TASK INSTRUCTIONS » Pick each line containing "time" out of the records.

Collected data entries:
+++++

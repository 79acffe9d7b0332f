//! Mid/Side encoding of a stereo pair.
//!
//! Two gain conventions are offered:
//!
//! - [`MidSideMode::Simple`]: `M = L + R`, `S = L - R`, decoded with a factor
//!   of 1/2. Correlated (mono) material reads +6 dB louder on the mid
//!   channel. This is expected, not clipping-safe headroom loss.
//! - [`MidSideMode::EnergyPreserving`]: both directions scaled by 1/sqrt(2),
//!   so correlated material reads +3 dB and total RMS energy is preserved.
//!
//! The transform is stateless; switching modes between frames is safe.
//!
//! [`approximate_spectrum_db`] works on magnitude-only spectra and is a
//! display approximation. It is lossy and has no inverse; never use it for
//! metering.

use crate::math::{db_to_power, flush_denormal, power_to_db};
use crate::{Error, Result};

use core::f32::consts::FRAC_1_SQRT_2;

#[derive(Debug, Clone, Copy, PartialEq, Eq, Hash, Default)]
#[cfg_attr(
    feature = "serialization",
    derive(serde::Serialize, serde::Deserialize)
)]
pub enum MidSideMode {
    #[default]
    Simple,
    EnergyPreserving,
}

impl MidSideMode {
    #[inline]
    fn encode_gain(self) -> f32 {
        match self {
            MidSideMode::Simple => 1.0,
            MidSideMode::EnergyPreserving => FRAC_1_SQRT_2,
        }
    }

    #[inline]
    fn decode_gain(self) -> f32 {
        match self {
            MidSideMode::Simple => 0.5,
            MidSideMode::EnergyPreserving => FRAC_1_SQRT_2,
        }
    }
}

/// Mid/Side switch as set by the configuration collaborator.
#[derive(Debug, Clone, Copy, PartialEq, Eq, Default)]
#[cfg_attr(
    feature = "serialization",
    derive(serde::Serialize, serde::Deserialize)
)]
pub struct MidSideConfig {
    pub enabled: bool,
    pub mode: MidSideMode,
}

/// Encodes one L/R sample pair.
#[inline]
pub fn encode_sample(left: f32, right: f32, mode: MidSideMode) -> (f32, f32) {
    let g = mode.encode_gain();
    (
        flush_denormal((left + right) * g),
        flush_denormal((left - right) * g),
    )
}

/// Decodes one M/S sample pair.
#[inline]
pub fn decode_sample(mid: f32, side: f32, mode: MidSideMode) -> (f32, f32) {
    let g = mode.decode_gain();
    (
        flush_denormal((mid + side) * g),
        flush_denormal((mid - side) * g),
    )
}

/// Encodes L/R buffers into new `(mid, side)` buffers.
pub fn encode(left: &[f32], right: &[f32], mode: MidSideMode) -> Result<(Vec<f32>, Vec<f32>)> {
    Error::check_lengths(left.len(), right.len())?;
    Ok(left
        .iter()
        .zip(right)
        .map(|(&l, &r)| encode_sample(l, r, mode))
        .unzip())
}

/// Decodes M/S buffers into new `(left, right)` buffers.
pub fn decode(mid: &[f32], side: &[f32], mode: MidSideMode) -> Result<(Vec<f32>, Vec<f32>)> {
    Error::check_lengths(mid.len(), side.len())?;
    Ok(mid
        .iter()
        .zip(side)
        .map(|(&m, &s)| decode_sample(m, s, mode))
        .unzip())
}

/// Encodes in place: `left` becomes mid, `right` becomes side.
pub fn encode_in_place(left: &mut [f32], right: &mut [f32], mode: MidSideMode) -> Result<()> {
    Error::check_lengths(left.len(), right.len())?;
    for (l, r) in left.iter_mut().zip(right.iter_mut()) {
        let (m, s) = encode_sample(*l, *r, mode);
        *l = m;
        *r = s;
    }
    Ok(())
}

/// Approximate Mid/Side levels from two magnitude spectra in dB.
///
/// Without phase, mid power is taken as `(P_L + P_R) / 2` and side power as
/// `|P_L - P_R| / 2`. Display only: the result is not invertible and does
/// not match the time-domain transform for partially correlated signals.
pub fn approximate_spectrum_db(left_db: &[f32], right_db: &[f32]) -> Result<(Vec<f32>, Vec<f32>)> {
    Error::check_lengths(left_db.len(), right_db.len())?;
    Ok(left_db
        .iter()
        .zip(right_db)
        .map(|(&l, &r)| {
            let pl = db_to_power(l);
            let pr = db_to_power(r);
            (
                power_to_db((pl + pr) * 0.5),
                power_to_db((pl - pr).abs() * 0.5),
            )
        })
        .unzip())
}
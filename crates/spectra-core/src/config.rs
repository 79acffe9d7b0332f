//! Meter configuration.

use crate::weighting::Weighting;
use crate::{Error, Result};

/// Shortest and longest allowed hold time.
pub const HOLD_SECS_RANGE: (f32, f32) = (0.5, 2.0);

/// Number of channels fed to the analyzer. Fixed for the life of a session.
#[derive(Debug, Clone, Copy, PartialEq, Eq, Hash, Default)]
#[cfg_attr(
    feature = "serialization",
    derive(serde::Serialize, serde::Deserialize)
)]
pub enum ChannelLayout {
    Mono,
    #[default]
    Stereo,
}

impl ChannelLayout {
    pub fn channels(self) -> usize {
        match self {
            ChannelLayout::Mono => 1,
            ChannelLayout::Stereo => 2,
        }
    }

    /// Mid/Side and phase correlation need two channels.
    pub fn is_stereo(self) -> bool {
        self == ChannelLayout::Stereo
    }
}

/// Meter response presets.
#[derive(Debug, Clone, Copy, PartialEq, Eq, Hash, Default)]
#[cfg_attr(
    feature = "serialization",
    derive(serde::Serialize, serde::Deserialize)
)]
pub enum MeterSpeed {
    Slow,
    #[default]
    Medium,
    Fast,
}

impl MeterSpeed {
    /// Per-update `(attack, release)` retention coefficients.
    ///
    /// `smoothed = target * (1 - k) + current * k`, so 0.0 follows the input
    /// instantly and values near 1.0 respond slowly.
    pub fn coefficients(self) -> (f32, f32) {
        match self {
            MeterSpeed::Slow => (0.5, 0.95),
            MeterSpeed::Medium => (0.25, 0.9),
            MeterSpeed::Fast => (0.0, 0.8),
        }
    }
}

/// Configuration for [`crate::LevelMeter`].
#[derive(Debug, Clone, PartialEq)]
#[cfg_attr(
    feature = "serialization",
    derive(serde::Serialize, serde::Deserialize)
)]
pub struct MeterConfig {
    pub speed: MeterSpeed,
    pub weighting: Weighting,
    /// Seconds a peak hold stays before snapping to the live level.
    pub peak_hold_secs: f32,
    /// Seconds an RMS hold stays before snapping to the live level.
    pub rms_hold_secs: f32,
    /// How much slower RMS ballistics are than peak (>= 1.0).
    pub rms_release_multiplier: f32,
}

impl Default for MeterConfig {
    fn default() -> Self {
        Self {
            speed: MeterSpeed::Medium,
            weighting: Weighting::Z,
            peak_hold_secs: 1.0,
            rms_hold_secs: 1.0,
            rms_release_multiplier: 2.0,
        }
    }
}

impl MeterConfig {
    pub fn validate(&self) -> Result<()> {
        validate_hold("peak_hold_secs", self.peak_hold_secs)?;
        validate_hold("rms_hold_secs", self.rms_hold_secs)?;
        if !self.rms_release_multiplier.is_finite() || self.rms_release_multiplier < 1.0 {
            return Err(Error::InvalidConfig(format!(
                "rms_release_multiplier {} must be >= 1.0",
                self.rms_release_multiplier
            )));
        }
        Ok(())
    }
}

fn validate_hold(name: &str, secs: f32) -> Result<()> {
    let (min, max) = HOLD_SECS_RANGE;
    if !(min..=max).contains(&secs) {
        return Err(Error::InvalidConfig(format!(
            "{} {} out of range ({}-{} s)",
            name, secs, min, max
        )));
    }
    Ok(())
}

#[cfg(test)]
mod tests {
    use super::*;

    #[test]
    fn test_default_config() {
        let config = MeterConfig::default();
        assert_eq!(config.rms_release_multiplier, 2.0);
        assert!(config.validate().is_ok());
    }

    #[test]
    fn test_hold_range() {
        let mut config = MeterConfig {
            peak_hold_secs: 0.4,
            ..Default::default()
        };
        assert!(matches!(config.validate(), Err(Error::InvalidConfig(_))));

        config.peak_hold_secs = 2.0;
        config.rms_hold_secs = 2.5;
        assert!(config.validate().is_err());

        config.rms_hold_secs = f32::NAN;
        assert!(config.validate().is_err());
    }

    #[test]
    fn test_rms_multiplier_floor() {
        let config = MeterConfig {
            rms_release_multiplier: 0.9,
            ..Default::default()
        };
        assert!(config.validate().is_err());
    }

    #[test]
    fn test_speed_presets_ordered() {
        let (fast_a, fast_r) = MeterSpeed::Fast.coefficients();
        let (med_a, med_r) = MeterSpeed::Medium.coefficients();
        let (slow_a, slow_r) = MeterSpeed::Slow.coefficients();
        assert!(fast_a < med_a && med_a < slow_a);
        assert!(fast_r < med_r && med_r < slow_r);
    }

    #[test]
    fn test_layout() {
        assert_eq!(ChannelLayout::Mono.channels(), 1);
        assert!(ChannelLayout::Stereo.is_stereo());
        assert!(!ChannelLayout::Mono.is_stereo());
    }
}
//! Capture overlays: hold, average and freeze lines.
//!
//! Each slot cycles through a small state machine:
//!
//! ```text
//!            Activate            Release             Clear
//!   Idle ─────────────▶ Capturing ───────▶ Displaying ──────▶ Idle
//! ```
//!
//! While capturing, every frame's per-bin dB values are merged into the
//! slot's snapshot:
//!
//! - [`CaptureMode::Latch`]: per-bin maximum (hold slot)
//! - [`CaptureMode::Average`]: exponential moving average of linear power
//!   (hold slot); the first frame seeds the average directly
//! - [`CaptureMode::Freeze`]: per-bin maximum, one independent line per
//!   freeze slot
//!
//! Displaying snapshots stop updating but stay available for rendering.

use spectra_core::math::{db_to_power, power_to_db};
use spectra_core::{Error, Result};

/// Number of independent freeze lines.
pub const FREEZE_SLOTS: usize = 4;

/// Allowed averaging window in seconds.
pub const AVERAGE_WINDOW_RANGE: (f32, f32) = (1.0, 15.0);

const SLOT_COUNT: usize = 1 + FREEZE_SLOTS;

/// Addressable capture slot.
#[derive(Debug, Clone, Copy, PartialEq, Eq, Hash)]
#[cfg_attr(
    feature = "serialization",
    derive(serde::Serialize, serde::Deserialize)
)]
pub enum SlotId {
    /// The hold slot, in latch or average mode.
    Hold,
    /// Freeze line `0..FREEZE_SLOTS`.
    Freeze(usize),
}

impl SlotId {
    fn index(self) -> Result<usize> {
        match self {
            SlotId::Hold => Ok(0),
            SlotId::Freeze(n) if n < FREEZE_SLOTS => Ok(1 + n),
            SlotId::Freeze(n) => Err(Error::InvalidInput(format!(
                "freeze slot {} out of range (0-{})",
                n,
                FREEZE_SLOTS - 1
            ))),
        }
    }

    fn from_index(index: usize) -> Self {
        match index {
            0 => SlotId::Hold,
            n => SlotId::Freeze(n - 1),
        }
    }

    fn accepts(self, mode: CaptureMode) -> bool {
        matches!(
            (self, mode),
            (SlotId::Hold, CaptureMode::Latch | CaptureMode::Average)
                | (SlotId::Freeze(_), CaptureMode::Freeze)
        )
    }
}

#[derive(Debug, Clone, Copy, PartialEq, Eq, Hash)]
#[cfg_attr(
    feature = "serialization",
    derive(serde::Serialize, serde::Deserialize)
)]
pub enum CaptureMode {
    Latch,
    Average,
    Freeze,
}

#[derive(Debug, Clone, Copy, PartialEq, Eq)]
pub enum CaptureCommand {
    Activate(CaptureMode),
    Release,
    Clear,
}

#[derive(Debug, Clone, Copy, PartialEq, Eq)]
pub enum CaptureTransition {
    None,
    Started,
    Restarted,
    Released,
    Cleared,
}

#[derive(Debug, Clone, Copy, PartialEq, Eq)]
#[cfg_attr(
    feature = "serialization",
    derive(serde::Serialize, serde::Deserialize)
)]
pub enum SlotPhase {
    Idle,
    Capturing,
    Displaying,
}

#[derive(Debug, Clone, PartialEq)]
#[cfg_attr(
    feature = "serialization",
    derive(serde::Serialize, serde::Deserialize)
)]
pub struct CaptureConfig {
    /// Assumed analysis frame rate, used to turn the averaging window into a
    /// per-frame coefficient.
    pub frame_rate: f32,
    pub average_window_secs: f32,
}

impl Default for CaptureConfig {
    fn default() -> Self {
        Self {
            frame_rate: 30.0,
            average_window_secs: 5.0,
        }
    }
}

impl CaptureConfig {
    pub fn validate(&self) -> Result<()> {
        if !self.frame_rate.is_finite() || self.frame_rate <= 0.0 {
            return Err(Error::InvalidConfig(format!(
                "frame_rate {} must be positive",
                self.frame_rate
            )));
        }
        let (min, max) = AVERAGE_WINDOW_RANGE;
        if !(min..=max).contains(&self.average_window_secs) {
            return Err(Error::InvalidConfig(format!(
                "average_window_secs {} out of range ({}-{} s)",
                self.average_window_secs, min, max
            )));
        }
        Ok(())
    }

    /// Per-frame EMA coefficient for the averaging window.
    pub fn alpha(&self) -> f32 {
        1.0 - (-1.0 / (self.average_window_secs * self.frame_rate)).exp()
    }
}

#[derive(Debug, Clone, PartialEq)]
enum SnapshotData {
    /// Per-channel, per-bin dB maxima.
    Peak(Vec<Vec<f32>>),
    /// Per-channel, per-bin linear power.
    Average { power: Vec<Vec<f32>>, alpha: f32 },
}

/// Retained per-bin values of one slot.
#[derive(Debug, Clone, PartialEq)]
pub struct Snapshot {
    mode: CaptureMode,
    data: SnapshotData,
    frames: u64,
}

impl Snapshot {
    fn new(mode: CaptureMode, channels: usize, bin_count: usize, alpha: f32) -> Self {
        let data = match mode {
            CaptureMode::Latch | CaptureMode::Freeze => {
                SnapshotData::Peak(vec![vec![f32::NEG_INFINITY; bin_count]; channels])
            }
            CaptureMode::Average => SnapshotData::Average {
                power: vec![vec![0.0; bin_count]; channels],
                alpha,
            },
        };
        Self {
            mode,
            data,
            frames: 0,
        }
    }

    pub fn mode(&self) -> CaptureMode {
        self.mode
    }

    /// Frames merged since the snapshot was (re)seeded.
    pub fn frames(&self) -> u64 {
        self.frames
    }

    pub fn channels(&self) -> usize {
        match &self.data {
            SnapshotData::Peak(db) => db.len(),
            SnapshotData::Average { power, .. } => power.len(),
        }
    }

    /// Per-bin dB values of one channel. Unseen bins read `-inf`.
    pub fn channel_db(&self, channel: usize) -> Option<Vec<f32>> {
        match &self.data {
            SnapshotData::Peak(db) => db.get(channel).cloned(),
            SnapshotData::Average { power, .. } => power
                .get(channel)
                .map(|p| p.iter().map(|&v| power_to_db(v)).collect()),
        }
    }

    fn merge(&mut self, live: &[&[f32]]) {
        match &mut self.data {
            SnapshotData::Peak(held) => {
                for (held, live) in held.iter_mut().zip(live) {
                    for (h, &v) in held.iter_mut().zip(live.iter()) {
                        if v > *h {
                            *h = v;
                        }
                    }
                }
            }
            SnapshotData::Average { power, alpha } => {
                let seed = self.frames == 0;
                for (avg, live) in power.iter_mut().zip(live) {
                    for (a, &v) in avg.iter_mut().zip(live.iter()) {
                        let p = if v.is_nan() { 0.0 } else { db_to_power(v) };
                        *a = if seed {
                            p
                        } else {
                            *alpha * p + (1.0 - *alpha) * *a
                        };
                    }
                }
            }
        }
        self.frames += 1;
    }

    fn reseed(&mut self, new_alpha: f32) {
        if let SnapshotData::Average { alpha, .. } = &mut self.data {
            *alpha = new_alpha;
        }
        self.frames = 0;
    }
}

/// Per-slot state. Snapshots exist only while capturing or displaying.
#[derive(Debug, Clone, PartialEq, Default)]
pub enum SlotState {
    #[default]
    Idle,
    Capturing(Snapshot),
    Displaying(Snapshot),
}

impl SlotState {
    pub fn phase(&self) -> SlotPhase {
        match self {
            SlotState::Idle => SlotPhase::Idle,
            SlotState::Capturing(_) => SlotPhase::Capturing,
            SlotState::Displaying(_) => SlotPhase::Displaying,
        }
    }

    pub fn snapshot(&self) -> Option<&Snapshot> {
        match self {
            SlotState::Idle => None,
            SlotState::Capturing(s) | SlotState::Displaying(s) => Some(s),
        }
    }
}

/// The hold slot plus [`FREEZE_SLOTS`] freeze slots for one session.
#[derive(Debug, Clone)]
pub struct CaptureBank {
    config: CaptureConfig,
    channels: usize,
    bin_count: usize,
    slots: [SlotState; SLOT_COUNT],
}

impl CaptureBank {
    pub fn new(config: CaptureConfig, channels: usize, bin_count: usize) -> Result<Self> {
        config.validate()?;
        if channels == 0 || channels > 2 {
            return Err(Error::InvalidInput(format!(
                "capture supports 1 or 2 channels, got {}",
                channels
            )));
        }
        Ok(Self {
            config,
            channels,
            bin_count,
            slots: std::array::from_fn(|_| SlotState::Idle),
        })
    }

    pub fn config(&self) -> &CaptureConfig {
        &self.config
    }

    pub fn bin_count(&self) -> usize {
        self.bin_count
    }

    pub fn slot(&self, slot: SlotId) -> Result<&SlotState> {
        Ok(&self.slots[slot.index()?])
    }

    pub fn phase(&self, slot: SlotId) -> Result<SlotPhase> {
        Ok(self.slot(slot)?.phase())
    }

    pub fn snapshot(&self, slot: SlotId) -> Result<Option<&Snapshot>> {
        Ok(self.slot(slot)?.snapshot())
    }

    /// Slots with a snapshot (capturing or displaying), in slot order.
    pub fn active(&self) -> impl Iterator<Item = (SlotId, SlotPhase, &Snapshot)> {
        self.slots.iter().enumerate().filter_map(|(i, state)| {
            state
                .snapshot()
                .map(|snap| (SlotId::from_index(i), state.phase(), snap))
        })
    }

    /// Slots whose snapshot is frozen for display.
    pub fn displaying(&self) -> impl Iterator<Item = (SlotId, &Snapshot)> {
        self.active()
            .filter(|(_, phase, _)| *phase == SlotPhase::Displaying)
            .map(|(id, _, snap)| (id, snap))
    }

    pub fn transition(&mut self, slot: SlotId, command: CaptureCommand) -> Result<CaptureTransition> {
        let index = slot.index()?;
        let state = &mut self.slots[index];

        let result = match command {
            CaptureCommand::Activate(mode) => {
                if !slot.accepts(mode) {
                    return Err(Error::InvalidInput(format!(
                        "{:?} slot does not support {:?} capture",
                        slot, mode
                    )));
                }
                let fresh = Snapshot::new(mode, self.channels, self.bin_count, self.config.alpha());
                match state {
                    SlotState::Idle => {
                        *state = SlotState::Capturing(fresh);
                        CaptureTransition::Started
                    }
                    SlotState::Capturing(snap) if snap.mode == mode => CaptureTransition::None,
                    SlotState::Capturing(_) | SlotState::Displaying(_) => {
                        *state = SlotState::Capturing(fresh);
                        CaptureTransition::Restarted
                    }
                }
            }

            CaptureCommand::Release => match core::mem::take(state) {
                SlotState::Capturing(snap) => {
                    *state = SlotState::Displaying(snap);
                    CaptureTransition::Released
                }
                other => {
                    *state = other;
                    CaptureTransition::None
                }
            },

            CaptureCommand::Clear => match state {
                SlotState::Idle => CaptureTransition::None,
                _ => {
                    *state = SlotState::Idle;
                    CaptureTransition::Cleared
                }
            },
        };

        if result != CaptureTransition::None {
            tracing::debug!("Capture {:?}: {:?} -> {:?}", slot, command, result);
        }
        Ok(result)
    }

    /// Merges one frame of per-bin dB values (one slice per channel) into
    /// every capturing slot.
    pub fn merge_frame(&mut self, live: &[&[f32]]) -> Result<()> {
        Error::check_lengths(self.channels, live.len())?;
        for channel in live {
            Error::check_lengths(self.bin_count, channel.len())?;
        }

        for state in &mut self.slots {
            if let SlotState::Capturing(snap) = state {
                snap.merge(live);
            }
        }
        Ok(())
    }

    /// Changes the averaging window. An average capture in progress is
    /// restarted so two time constants never mix.
    pub fn set_average_window(&mut self, secs: f32) -> Result<()> {
        let config = CaptureConfig {
            average_window_secs: secs,
            ..self.config.clone()
        };
        config.validate()?;
        self.config = config;

        let alpha = self.config.alpha();
        if let SlotState::Capturing(snap) = &mut self.slots[0] {
            if snap.mode == CaptureMode::Average {
                tracing::debug!("Average window -> {} s, reseeding hold average", secs);
                snap.reseed(alpha);
            }
        }
        Ok(())
    }

    /// Starts every capturing slot over in its current mode. Displaying
    /// snapshots are kept. Returns the number of slots restarted.
    pub fn restart_capturing(&mut self) -> usize {
        let mut restarted = 0;
        for state in &mut self.slots {
            if let SlotState::Capturing(snap) = state {
                *snap = Snapshot::new(snap.mode, self.channels, self.bin_count, self.config.alpha());
                restarted += 1;
            }
        }
        restarted
    }

    /// Drops every snapshot.
    pub fn reset(&mut self) {
        for state in &mut self.slots {
            *state = SlotState::Idle;
        }
    }
}
//! DSP math utilities for metering and spectrum display.

/// Floor applied to every meter reading (peak, RMS, holds).
pub const METER_FLOOR_DB: f32 = -60.0;

/// Samples below this magnitude are flushed to exactly zero.
///
/// Roughly -300 dBFS, far below anything audible.
pub const DENORMAL_THRESHOLD: f32 = 1e-15;

/// Linear amplitude to dBFS. Zero maps to `-inf`.
#[inline]
pub fn amplitude_to_db(amplitude: f32) -> f32 {
    if amplitude > 0.0 {
        20.0 * amplitude.log10()
    } else {
        f32::NEG_INFINITY
    }
}

/// dBFS to linear amplitude. `-inf` maps to zero.
#[inline]
pub fn db_to_amplitude(db: f32) -> f32 {
    if db == f32::NEG_INFINITY {
        0.0
    } else {
        10.0f32.powf(db / 20.0)
    }
}

/// Linear power to dB. Zero maps to `-inf`.
#[inline]
pub fn power_to_db(power: f32) -> f32 {
    if power > 0.0 {
        10.0 * power.log10()
    } else {
        f32::NEG_INFINITY
    }
}

/// dB to linear power. `-inf` maps to zero.
#[inline]
pub fn db_to_power(db: f32) -> f32 {
    if db == f32::NEG_INFINITY {
        0.0
    } else {
        10.0f32.powf(db / 10.0)
    }
}

/// Amplitude to dBFS, floored at [`METER_FLOOR_DB`]. Never returns NaN or `-inf`.
#[inline]
pub fn meter_db(amplitude: f32) -> f32 {
    let db = amplitude_to_db(amplitude);
    if db.is_nan() || db < METER_FLOOR_DB {
        METER_FLOOR_DB
    } else {
        db
    }
}

#[inline]
pub fn flush_denormal(sample: f32) -> f32 {
    if sample.abs() < DENORMAL_THRESHOLD {
        0.0
    } else {
        sample
    }
}

/// Maximum absolute sample value. Empty buffers read as zero.
pub fn peak_amplitude(samples: &[f32]) -> f32 {
    samples.iter().fold(0.0f32, |acc, s| acc.max(s.abs()))
}

/// Root mean square of the buffer. Empty buffers read as zero.
pub fn rms_amplitude(samples: &[f32]) -> f32 {
    if samples.is_empty() {
        return 0.0;
    }
    let sum_sq: f64 = samples.iter().map(|&s| (s as f64) * (s as f64)).sum();
    (sum_sq / samples.len() as f64).sqrt() as f32
}

#[cfg(test)]
mod tests {
    use super::*;
    use approx::assert_abs_diff_eq;

    #[test]
    fn test_db_conversions() {
        assert_abs_diff_eq!(amplitude_to_db(1.0), 0.0, epsilon = 1e-6);
        assert_abs_diff_eq!(amplitude_to_db(0.5), -6.0206, epsilon = 1e-3);
        assert_abs_diff_eq!(db_to_amplitude(-6.0206), 0.5, epsilon = 1e-4);
        assert_abs_diff_eq!(power_to_db(0.5), -3.0103, epsilon = 1e-3);
        assert_abs_diff_eq!(db_to_power(-3.0103), 0.5, epsilon = 1e-4);
    }

    #[test]
    fn test_silence_is_negative_infinity() {
        assert_eq!(amplitude_to_db(0.0), f32::NEG_INFINITY);
        assert_eq!(power_to_db(0.0), f32::NEG_INFINITY);
        assert_eq!(db_to_amplitude(f32::NEG_INFINITY), 0.0);
        assert_eq!(db_to_power(f32::NEG_INFINITY), 0.0);
    }

    #[test]
    fn test_meter_db_floor() {
        assert_eq!(meter_db(0.0), METER_FLOOR_DB);
        assert_eq!(meter_db(1e-9), METER_FLOOR_DB);
        assert_eq!(meter_db(f32::NAN), METER_FLOOR_DB);
        assert_abs_diff_eq!(meter_db(1.0), 0.0, epsilon = 1e-6);
    }

    #[test]
    fn test_flush_denormal() {
        assert_eq!(flush_denormal(1e-20), 0.0);
        assert_eq!(flush_denormal(-1e-16), 0.0);
        assert_eq!(flush_denormal(1e-10), 1e-10);
    }

    #[test]
    fn test_peak_and_rms() {
        let buf = [0.5f32, -0.8, 0.3];
        assert_eq!(peak_amplitude(&buf), 0.8);
        assert_eq!(peak_amplitude(&[]), 0.0);
        assert_eq!(rms_amplitude(&[]), 0.0);
        assert_abs_diff_eq!(rms_amplitude(&[0.5; 64]), 0.5, epsilon = 1e-6);
    }
}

+++++

EXERCISE ANSWER »
/// not match the time-domain transform for partially correlated signals.
/// Shortest and longest allowed hold time.
    /// restarted so two time constants never mix.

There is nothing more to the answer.